Collected data entries
--

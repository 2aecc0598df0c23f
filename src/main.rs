//! VectorFlow Control Plane
//!
//! Main entry point: wires the store, driver, reconciler, broker, and hub
//! together and serves the control API.

use sqlx::postgres::PgPoolOptions;
use std::sync::Arc;
use std::time::Duration;
use tokio::signal;
use tokio::sync::watch;
use tower_http::cors::{Any, CorsLayer};
use tower_http::trace::TraceLayer;
use tracing_subscriber::{layer::SubscriberExt, util::SubscriberInitExt};
use vectorflow_control::{
    alert_ingest::{AlertRepository, AlertService},
    frame_broker::{FrameActivity, FrameBroker},
    metrics::init_metrics,
    reconciler::Reconciler,
    runtime_driver,
    schema::ensure_schema,
    settings_manager::{SettingsManager, SettingsRepository},
    state::{AppConfig, AppState},
    stream_store::StreamStore,
    subscriber_hub::SubscriberHub,
    web_api,
};

#[tokio::main]
async fn main() -> anyhow::Result<()> {
    // Load .env if present
    dotenvy::dotenv().ok();

    // Initialize tracing
    tracing_subscriber::registry()
        .with(
            tracing_subscriber::EnvFilter::try_from_default_env()
                .unwrap_or_else(|_| "vectorflow_control=debug,tower_http=debug".into()),
        )
        .with(tracing_subscriber::fmt::layer())
        .init();

    tracing::info!("Starting VectorFlow control plane v{}", env!("CARGO_PKG_VERSION"));

    // Load configuration
    let config = AppConfig::default();
    tracing::info!(
        database_url = %config.database_url,
        redis_url = %config.redis_url,
        runtime_driver = %config.runtime_driver,
        worker_image = %config.worker_image,
        "Configuration loaded"
    );

    init_metrics();

    // Create database pool
    let pool = PgPoolOptions::new()
        .max_connections(10)
        .acquire_timeout(Duration::from_secs(10))
        .connect(&config.database_url)
        .await?;
    tracing::info!("Database connected");

    ensure_schema(&pool).await?;

    // Initialize components
    let streams = Arc::new(StreamStore::new(pool.clone()));
    let settings = Arc::new(SettingsManager::new(SettingsRepository::new(pool.clone())).await?);
    let alerts = Arc::new(AlertService::new(AlertRepository::new(pool.clone())));
    let hub = Arc::new(SubscriberHub::new());
    let frame_activity = Arc::new(FrameActivity::new());

    let driver = runtime_driver::from_config(&config).await?;
    tracing::info!(variant = %config.runtime_driver, "Runtime driver initialized");

    let reconciler = Arc::new(Reconciler::new(
        streams.clone(),
        driver.clone(),
        settings.clone(),
        frame_activity.clone(),
        config.clone(),
    ));

    // Create application state
    let state = AppState {
        pool,
        config: config.clone(),
        streams,
        settings: settings.clone(),
        alerts,
        driver,
        reconciler: reconciler.clone(),
        hub: hub.clone(),
        frame_activity: frame_activity.clone(),
    };

    // Root shutdown signal for the long-lived loops
    let (shutdown_tx, shutdown_rx) = watch::channel(false);

    // Start reconciliation loop
    tokio::spawn(reconciler.clone().run(shutdown_rx.clone()));

    // Start frame broker
    let broker = FrameBroker::new(
        config.redis_url.clone(),
        config.frame_channel_pattern.clone(),
        hub.clone(),
        frame_activity,
        settings.subscribe(),
        config.broker_backoff_initial,
        config.broker_backoff_cap,
    );
    tokio::spawn(broker.run(shutdown_rx));

    // Create router
    let app = web_api::create_router(state)
        .layer(CorsLayer::new().allow_origin(Any).allow_methods(Any).allow_headers(Any))
        .layer(TraceLayer::new_for_http());

    // Start server
    let addr = format!("{}:{}", config.host, config.port);
    let listener = tokio::net::TcpListener::bind(&addr).await?;
    tracing::info!("Listening on {}", addr);

    axum::serve(listener, app)
        .with_graceful_shutdown(shutdown_signal())
        .await?;

    // Stop loops and end every subscriber sequence
    let _ = shutdown_tx.send(true);
    hub.close_all();
    tracing::info!("Shutdown complete");

    Ok(())
}

async fn shutdown_signal() {
    let ctrl_c = async {
        signal::ctrl_c()
            .await
            .expect("failed to install Ctrl+C handler");
    };

    #[cfg(unix)]
    let terminate = async {
        signal::unix::signal(signal::unix::SignalKind::terminate())
            .expect("failed to install signal handler")
            .recv()
            .await;
    };

    #[cfg(not(unix))]
    let terminate = std::future::pending::<()>();

    tokio::select! {
        _ = ctrl_c => {},
        _ = terminate => {},
    }
}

--

Task brief =>
Please count the lines above that contain the word "install", and reply with the number alone.

Result of this exercise =>
2